WHAT YOU NEED TO DO
Where the word "crate" appears in a line below, copy the whole line.

RECORDS FOR PROCESSING
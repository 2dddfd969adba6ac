use crate::base::{Index, RandomGenerator};
use crate::error::Result;
use std::collections::HashSet;

/// Implicit feedback as adjacency lists over dense user and item indices.
///
/// Built once through [`DataSetBuilder`] and read-only afterwards.
#[derive(Debug, Clone, Default)]
pub struct DataSet {
    user_index: Index,
    item_index: Index,
    feedback_users: Vec<usize>,
    feedback_items: Vec<usize>,
    user_feedback: Vec<Vec<usize>>,
    item_feedback: Vec<Vec<usize>>,
}

impl DataSet {
    pub fn user_index(&self) -> &Index {
        &self.user_index
    }

    pub fn item_index(&self) -> &Index {
        &self.item_index
    }

    /// Number of (user, item) pairs.
    pub fn count(&self) -> usize {
        self.feedback_users.len()
    }

    pub fn user_count(&self) -> usize {
        self.user_index.len()
    }

    pub fn item_count(&self) -> usize {
        self.item_index.len()
    }

    /// Items of a user in insertion order.
    pub fn user_feedback(&self, user: usize) -> &[usize] {
        self.user_feedback.get(user).map(Vec::as_slice).unwrap_or(&[])
    }

    pub fn item_feedback(&self, item: usize) -> &[usize] {
        self.item_feedback.get(item).map(Vec::as_slice).unwrap_or(&[])
    }

    /// The `i`-th pair as `(user, item)`.
    pub fn get(&self, i: usize) -> (usize, usize) {
        (self.feedback_users[i], self.feedback_items[i])
    }

    /// Holds out one random item for a random `test_ratio` share of users with
    /// at least two items. Both halves keep this dataset's indices.
    pub fn split(&self, test_ratio: f32, seed: u64) -> (DataSet, DataSet) {
        let mut rng = RandomGenerator::new(seed);
        let mut eligible: Vec<usize> = (0..self.user_count())
            .filter(|&u| self.user_feedback(u).len() >= 2)
            .collect();
        let n_test = ((eligible.len() as f32) * test_ratio.clamp(0.0, 1.0)).round() as usize;
        // partial Fisher-Yates
        for i in 0..n_test.min(eligible.len()) {
            let j = i + rng.intn(eligible.len() - i);
            eligible.swap(i, j);
        }
        let mut held_out: HashSet<(usize, usize)> = HashSet::new();
        for &user in eligible.iter().take(n_test) {
            let items = self.user_feedback(user);
            held_out.insert((user, items[rng.intn(items.len())]));
        }

        let mut train = DataSetBuilder::with_indices(self.user_index.clone(), self.item_index.clone());
        let mut test = DataSetBuilder::with_indices(self.user_index.clone(), self.item_index.clone());
        for i in 0..self.count() {
            let (user, item) = self.get(i);
            if held_out.contains(&(user, item)) {
                test.push_pair(user, item);
            } else {
                train.push_pair(user, item);
            }
        }
        (train.build(), test.build())
    }
}

/// Grows the indices and collects pairs, dropping duplicates.
#[derive(Debug, Default)]
pub struct DataSetBuilder {
    user_index: Index,
    item_index: Index,
    pairs: Vec<(usize, usize)>,
    seen: HashSet<(usize, usize)>,
}

impl DataSetBuilder {
    pub fn new() -> Self {
        Self::with_indices(Index::map(), Index::map())
    }

    pub fn with_indices(user_index: Index, item_index: Index) -> Self {
        Self {
            user_index,
            item_index,
            pairs: Vec::new(),
            seen: HashSet::new(),
        }
    }

    pub fn add_user(&mut self, user_id: &str) -> Result<()> {
        self.user_index.add(user_id)
    }

    pub fn add_item(&mut self, item_id: &str) -> Result<()> {
        self.item_index.add(item_id)
    }

    /// Registers both ids if needed and records the pair.
    pub fn add_feedback(&mut self, user_id: &str, item_id: &str) -> Result<()> {
        self.user_index.add(user_id)?;
        self.item_index.add(item_id)?;
        if let (Some(user), Some(item)) = (
            self.user_index.to_number(user_id),
            self.item_index.to_number(item_id),
        ) {
            self.push_pair(user, item);
        }
        Ok(())
    }

    fn push_pair(&mut self, user: usize, item: usize) {
        if self.seen.insert((user, item)) {
            self.pairs.push((user, item));
        }
    }

    pub fn build(self) -> DataSet {
        let mut user_feedback = vec![Vec::new(); self.user_index.len()];
        let mut item_feedback = vec![Vec::new(); self.item_index.len()];
        let mut feedback_users = Vec::with_capacity(self.pairs.len());
        let mut feedback_items = Vec::with_capacity(self.pairs.len());
        for (user, item) in self.pairs {
            user_feedback[user].push(item);
            item_feedback[item].push(user);
            feedback_users.push(user);
            feedback_items.push(item);
        }
        DataSet {
            user_index: self.user_index,
            item_index: self.item_index,
            feedback_users,
            feedback_items,
            user_feedback,
            item_feedback,
        }
    }
}

#[cfg(test)]
mod tests {
    use super::*;

    fn sample() -> DataSet {
        let mut builder = DataSetBuilder::new();
        for user in 0..10 {
            for item in 0..=user {
                builder
                    .add_feedback(&format!("u{}", user), &format!("i{}", item))
                    .unwrap();
            }
        }
        builder.build()
    }

    #[test]
    fn test_build() {
        let mut builder = DataSetBuilder::new();
        builder.add_feedback("u1", "a").unwrap();
        builder.add_feedback("u1", "b").unwrap();
        builder.add_feedback("u2", "b").unwrap();
        builder.add_feedback("u1", "a").unwrap();
        builder.add_item("c").unwrap();
        let data = builder.build();

        assert_eq!(data.count(), 3);
        assert_eq!(data.user_count(), 2);
        assert_eq!(data.item_count(), 3);
        assert_eq!(data.user_feedback(0), &[0, 1]);
        assert_eq!(data.item_feedback(1), &[0, 1]);
        assert!(data.item_feedback(2).is_empty());
        assert!(data.user_feedback(99).is_empty());
        assert_eq!(data.get(2), (1, 1));
    }

    #[test]
    fn test_split() {
        let data = sample();
        let (train, test) = data.split(0.5, 1);

        assert_eq!(train.count() + test.count(), data.count());
        assert_eq!(test.count(), 5);
        assert_eq!(train.user_index(), data.user_index());
        assert_eq!(test.item_index(), data.item_index());
        for user in 0..test.user_count() {
            assert!(test.user_feedback(user).len() <= 1);
            for item in test.user_feedback(user) {
                assert!(!train.user_feedback(user).contains(item));
            }
            // every user keeps at least one training item
            assert!(!train.user_feedback(user).is_empty());
        }
    }

    #[test]
    fn test_split_is_deterministic() {
        let data = sample();
        let (_, a) = data.split(0.3, 7);
        let (_, b) = data.split(0.3, 7);
        let pairs = |d: &DataSet| (0..d.count()).map(|i| d.get(i)).collect::<Vec<_>>();
        assert_eq!(pairs(&a), pairs(&b));
    }
}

WRITTEN RESPONSE
use crate::base::{Index, RandomGenerator};
use crate::error::Result;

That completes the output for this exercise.